Hitoshi Matsumoto’s Big Man Japan was the outrageously-entertaining-if-bum-fuddling monster romp of NaFF 2008.  I was a little worried that his new film Symbol would succeed and fail in the same ways BMJ did — that being, an ending that doesn’t live up to it’s innovative premise.  Worry not.  Symbol is certainly innovative and at times bum-fuddling, but it satisfies; and the ending is thoughtful, touching, and prescient.  The film juxtaposes the stories of a Mexican luchador who never takes his mask off and a man (played by the director) trapped in a white room.  You’ll wonder what the two stories have to do with each other until a slow-wound punchline intersects them near the end of the film.  The man in the white room has to touch levers in the shape of . . . erm . . . cherub penises and testicles . . . in order to activate various deployments, including toothbrushes, sushi, cherub farts, momentary-on doors, etc.  The plot could very well be the level design for a video game.  I was constantly reminded of Valve’s masterpiece Portal and half-expected a companion cube to drop in.  The man subsequently reaches further levels until he faces. . . well, I won’t spoil it for you.  Is the cake a lie?  You’ll have to watch and see for yourself.  4.5 out of 5.

THURSDAY – APRIL 22ND

Starring John C. Riley, Johah Hill, and Marisa Tomei, the Duplas brothers’ Cyrus was by far the comedy highlight of NaFF.  Of course, it was the only comedy I saw at NaFF.  IMDB plots it as thus: “A down on his luck divorcée finally meets the woman of his dreams, only to discover she has another man in her life – her son. Before long, the two are locked in a battle of wits for the woman they both love-and it appears only one man can be left standing when it’s over.”  The film was quite hilarious, but things resolved a little too easily at the end.  3.8 out of 5.
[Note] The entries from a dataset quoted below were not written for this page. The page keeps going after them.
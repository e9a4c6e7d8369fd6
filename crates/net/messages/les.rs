//! The light-client subprotocol (LES v2 / PIP v1), offset `0x10` above the
//! P2P control messages. GETH and PARITY encode these identically at the
//! RLP level; the differences the component design calls out (the PARITY
//! pre-Status Ping, PIP's default credit limit) are handled by the peer
//! node, not here.

use bytes::BufMut;
use ethereum_types::U256;
use photon_common::header::{BlockHash, BlockNumber};
use photon_common::receipt::{BlockBody, RawReceipt};
use photon_common::transaction::{ReceivedTxStatus, Transaction, TxHash};
use photon_common::BlockHeader;
use photon_rlp::decode::RLPDecode;
use photon_rlp::encode::RLPEncode;
use photon_rlp::error::RLPDecodeError;
use photon_rlp::structs::{Decoder, Encoder};

/// Per-message credit cost/limit advertised by a GETH `les` peer in its
/// Status reply, keyed by subtype. PARITY `pip` peers never send this and
/// fall back to a flat default (see [`crate::provisioner::DEFAULT_PIP_LIMIT`]).
#[derive(Debug, Clone, Copy)]
pub struct MessageSpec {
    pub base_cost: u64,
    pub req_cost: u64,
    pub limit: u32,
}

#[derive(Debug, Clone)]
pub struct StatusMessage {
    pub network_id: u64,
    pub genesis_hash: BlockHash,
    pub head_hash: BlockHash,
    pub head_number: BlockNumber,
    pub head_td: U256,
    pub specs: Vec<(u8, MessageSpec)>,
}

impl StatusMessage {
    pub const CODE: u8 = 0x00;

    pub fn encode(&self, buf: &mut dyn BufMut) {
        let specs: Vec<(u8, u64, u64, u32)> = self
            .specs
            .iter()
            .map(|(id, spec)| (*id, spec.base_cost, spec.req_cost, spec.limit))
            .collect();
        Encoder::new(buf)
            .encode_field(&self.network_id)
            .encode_field(&self.genesis_hash)
            .encode_field(&self.head_hash)
            .encode_field(&self.head_number)
            .encode_field(&self.head_td)
            .encode_field(&specs)
            .finish();
    }

    pub fn decode(data: &[u8]) -> Result<Self, RLPDecodeError> {
        let decoder = Decoder::new(data)?;
        let (network_id, decoder) = decoder.decode_field("network_id")?;
        let (genesis_hash, decoder) = decoder.decode_field("genesis_hash")?;
        let (head_hash, decoder) = decoder.decode_field("head_hash")?;
        let (head_number, decoder) = decoder.decode_field("head_number")?;
        let (head_td, decoder) = decoder.decode_field("head_td")?;
        let (raw_specs, decoder) = decoder.decode_optional_field::<Vec<(u8, u64, u64, u32)>>();
        let _ = decoder.finish_unchecked();
        let specs = raw_specs
            .unwrap_or_default()
            .into_iter()
            .map(|(id, base_cost, req_cost, limit)| {
                (
                    id,
                    MessageSpec {
                        base_cost,
                        req_cost,
                        limit,
                    },
                )
            })
            .collect();
        Ok(StatusMessage {
            network_id,
            genesis_hash,
            head_hash,
            head_number,
            head_td,
            specs,
        })
    }
}

/// A pushed head update, sent unsolicited whenever the peer's own head
/// advances. Triggers the BCS engine's single-header fetch in §4.4.1.
#[derive(Debug, Clone)]
pub struct AnnounceMessage {
    pub head_hash: BlockHash,
    pub head_number: BlockNumber,
    pub head_td: U256,
    pub reorg_depth: u64,
}

impl AnnounceMessage {
    pub const CODE: u8 = 0x01;

    pub fn encode(&self, buf: &mut dyn BufMut) {
        Encoder::new(buf)
            .encode_field(&self.head_hash)
            .encode_field(&self.head_number)
            .encode_field(&self.head_td)
            .encode_field(&self.reorg_depth)
            .finish();
    }

    pub fn decode(data: &[u8]) -> Result<Self, RLPDecodeError> {
        let decoder = Decoder::new(data)?;
        let (head_hash, decoder) = decoder.decode_field("head_hash")?;
        let (head_number, decoder) = decoder.decode_field("head_number")?;
        let (head_td, decoder) = decoder.decode_field("head_td")?;
        let (reorg_depth, decoder) = decoder.decode_field("reorg_depth")?;
        let _ = decoder.finish_unchecked();
        Ok(AnnounceMessage {
            head_hash,
            head_number,
            head_td,
            reorg_depth,
        })
    }
}

macro_rules! request_envelope {
    ($name:ident, $code:expr, { $($field:ident : $ty:ty),* $(,)? }) => {
        #[derive(Debug, Clone)]
        pub struct $name {
            pub request_id: u64,
            $(pub $field: $ty,)*
        }

        impl $name {
            pub const CODE: u8 = $code;

            pub fn encode(&self, buf: &mut dyn BufMut) {
                Encoder::new(buf)
                    .encode_field(&self.request_id)
                    $(.encode_field(&self.$field))*
                    .finish();
            }

            pub fn decode(data: &[u8]) -> Result<Self, RLPDecodeError> {
                let decoder = Decoder::new(data)?;
                let (request_id, decoder) = decoder.decode_field("request_id")?;
                $(let ($field, decoder) = decoder.decode_field(stringify!($field))?;)*
                let _ = decoder.finish_unchecked();
                Ok($name { request_id, $($field,)* })
            }
        }
    };
}

request_envelope!(GetBlockHeaders, 0x02, {
    from: BlockNumber,
    count: u32,
    skip: u32,
    reverse: bool,
});

#[derive(Debug, Clone)]
pub struct BlockHeadersResponse {
    pub request_id: u64,
    pub headers: Vec<BlockHeader>,
}

impl BlockHeadersResponse {
    pub const CODE: u8 = 0x03;

    pub fn encode(&self, buf: &mut dyn BufMut) {
        Encoder::new(buf)
            .encode_field(&self.request_id)
            .encode_field(&self.headers)
            .finish();
    }

    pub fn decode(data: &[u8]) -> Result<Self, RLPDecodeError> {
        let decoder = Decoder::new(data)?;
        let (request_id, decoder) = decoder.decode_field("request_id")?;
        let (headers, decoder) = decoder.decode_field("headers")?;
        let _ = decoder.finish_unchecked();
        Ok(BlockHeadersResponse {
            request_id,
            headers,
        })
    }
}

request_envelope!(GetBlockBodies, 0x04, {
    hashes: Vec<BlockHash>,
});

#[derive(Debug, Clone)]
pub struct BlockBodiesResponse {
    pub request_id: u64,
    pub bodies: Vec<BlockBody>,
}

impl BlockBodiesResponse {
    pub const CODE: u8 = 0x05;

    pub fn encode(&self, buf: &mut dyn BufMut) {
        Encoder::new(buf)
            .encode_field(&self.request_id)
            .encode_field(&self.bodies)
            .finish();
    }

    pub fn decode(data: &[u8]) -> Result<Self, RLPDecodeError> {
        let decoder = Decoder::new(data)?;
        let (request_id, decoder) = decoder.decode_field("request_id")?;
        let (bodies, decoder) = decoder.decode_field("bodies")?;
        let _ = decoder.finish_unchecked();
        Ok(BlockBodiesResponse { request_id, bodies })
    }
}

request_envelope!(GetReceipts, 0x06, {
    hashes: Vec<BlockHash>,
});

#[derive(Debug, Clone)]
pub struct ReceiptsResponse {
    pub request_id: u64,
    pub receipts: Vec<Vec<RawReceipt>>,
}

impl ReceiptsResponse {
    pub const CODE: u8 = 0x07;

    pub fn encode(&self, buf: &mut dyn BufMut) {
        Encoder::new(buf)
            .encode_field(&self.request_id)
            .encode_field(&self.receipts)
            .finish();
    }

    pub fn decode(data: &[u8]) -> Result<Self, RLPDecodeError> {
        let decoder = Decoder::new(data)?;
        let (request_id, decoder) = decoder.decode_field("request_id")?;
        let (receipts, decoder) = decoder.decode_field("receipts")?;
        let _ = decoder.finish_unchecked();
        Ok(ReceiptsResponse {
            request_id,
            receipts,
        })
    }
}

request_envelope!(GetTxStatus, 0x08, {
    hashes: Vec<TxHash>,
});

#[derive(Debug, Clone)]
pub struct TxStatusResponse {
    pub request_id: u64,
    pub statuses: Vec<ReceivedTxStatus>,
}

impl TxStatusResponse {
    pub const CODE: u8 = 0x09;

    pub fn encode(&self, buf: &mut dyn BufMut) {
        Encoder::new(buf)
            .encode_field(&self.request_id)
            .encode_field(&self.statuses)
            .finish();
    }

    pub fn decode(data: &[u8]) -> Result<Self, RLPDecodeError> {
        let decoder = Decoder::new(data)?;
        let (request_id, decoder) = decoder.decode_field("request_id")?;
        let (statuses, decoder) = decoder.decode_field("statuses")?;
        let _ = decoder.finish_unchecked();
        Ok(TxStatusResponse {
            request_id,
            statuses,
        })
    }
}

#[derive(Debug, Clone)]
pub struct SendTxMessage {
    pub request_id: u64,
    pub transactions: Vec<Transaction>,
}

impl SendTxMessage {
    pub const CODE: u8 = 0x0a;

    pub fn encode(&self, buf: &mut dyn BufMut) {
        Encoder::new(buf)
            .encode_field(&self.request_id)
            .encode_field(&self.transactions)
            .finish();
    }

    pub fn decode(data: &[u8]) -> Result<Self, RLPDecodeError> {
        let decoder = Decoder::new(data)?;
        let (request_id, decoder) = decoder.decode_field("request_id")?;
        let (transactions, decoder) = decoder.decode_field("transactions")?;
        let _ = decoder.finish_unchecked();
        Ok(SendTxMessage {
            request_id,
            transactions,
        })
    }
}

/// PIP-only: the peer may renegotiate its credit table mid-session. The
/// component design requires an Acknowledge reply.
#[derive(Debug, Clone)]
pub struct UpdateCreditParametersMessage {
    pub specs: Vec<(u8, MessageSpec)>,
}

impl UpdateCreditParametersMessage {
    pub const CODE: u8 = 0x0b;

    pub fn encode(&self, buf: &mut dyn BufMut) {
        let specs: Vec<(u8, u64, u64, u32)> = self
            .specs
            .iter()
            .map(|(id, spec)| (*id, spec.base_cost, spec.req_cost, spec.limit))
            .collect();
        Encoder::new(buf).encode_field(&specs).finish();
    }

    pub fn decode(data: &[u8]) -> Result<Self, RLPDecodeError> {
        let decoder = Decoder::new(data)?;
        let (raw_specs, decoder) = decoder.decode_field::<Vec<(u8, u64, u64, u32)>>("specs")?;
        let _ = decoder.finish_unchecked();
        let specs = raw_specs
            .into_iter()
            .map(|(id, base_cost, req_cost, limit)| {
                (
                    id,
                    MessageSpec {
                        base_cost,
                        req_cost,
                        limit,
                    },
                )
            })
            .collect();
        Ok(UpdateCreditParametersMessage { specs })
    }
}

#[derive(Debug, Clone, Default)]
pub struct AcknowledgeMessage;

impl AcknowledgeMessage {
    pub const CODE: u8 = 0x0c;

    pub fn encode(&self, buf: &mut dyn BufMut) {
        Encoder::new(buf).finish();
    }

    pub fn decode(_data: &[u8]) -> Result<Self, RLPDecodeError> {
        Ok(AcknowledgeMessage)
    }
}

#[cfg(test)]
mod tests {
    use super::*;
    use ethereum_types::H256;

    #[test]
    fn status_roundtrip_with_specs() {
        let status = StatusMessage {
            network_id: 1,
            genesis_hash: H256::repeat_byte(1),
            head_hash: H256::repeat_byte(2),
            head_number: 100,
            head_td: U256::from(1_000_000u64),
            specs: vec![(
                GetBlockHeaders::CODE,
                MessageSpec {
                    base_cost: 0,
                    req_cost: 150,
                    limit: 192,
                },
            )],
        };
        let mut buf = Vec::new();
        status.encode(&mut buf);
        let decoded = StatusMessage::decode(&buf).unwrap();
        assert_eq!(decoded.network_id, 1);
        assert_eq!(decoded.specs.len(), 1);
        assert_eq!(decoded.specs[0].1.limit, 192);
    }

    #[test]
    fn status_roundtrip_without_specs_pip_default() {
        let status = StatusMessage {
            network_id: 1,
            genesis_hash: H256::zero(),
            head_hash: H256::zero(),
            head_number: 0,
            head_td: U256::zero(),
            specs: Vec::new(),
        };
        let mut buf = Vec::new();
        status.encode(&mut buf);
        let decoded = StatusMessage::decode(&buf).unwrap();
        assert!(decoded.specs.is_empty());
    }

    #[test]
    fn get_block_headers_roundtrip() {
        let req = GetBlockHeaders {
            request_id: 7,
            from: 42,
            count: 10,
            skip: 0,
            reverse: false,
        };
        let mut buf = Vec::new();
        req.encode(&mut buf);
        let decoded = GetBlockHeaders::decode(&buf).unwrap();
        assert_eq!(decoded.request_id, 7);
        assert_eq!(decoded.from, 42);
        assert_eq!(decoded.count, 10);
    }

    #[test]
    fn get_tx_status_roundtrip() {
        let req = GetTxStatus {
            request_id: 3,
            hashes: vec![TxHash::repeat_byte(9)],
        };
        let mut buf = Vec::new();
        req.encode(&mut buf);
        let decoded = GetTxStatus::decode(&buf).unwrap();
        assert_eq!(decoded.hashes, req.hashes);
    }
}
So there you have it, the 2010 Nashville Film Festival.  If you want to read more of my reviews, see my coverage for days 1 – 2, 3, and 4 and check out the Nashville Scene’s NaFF guide.  Now back to your regularly-scheduled experimental music blog.

  • Boy, I’m far behind. I’ve seen “Stevie,” and “Big Man Japan” is still in my netflix queue… If you end up with that screener, let me know!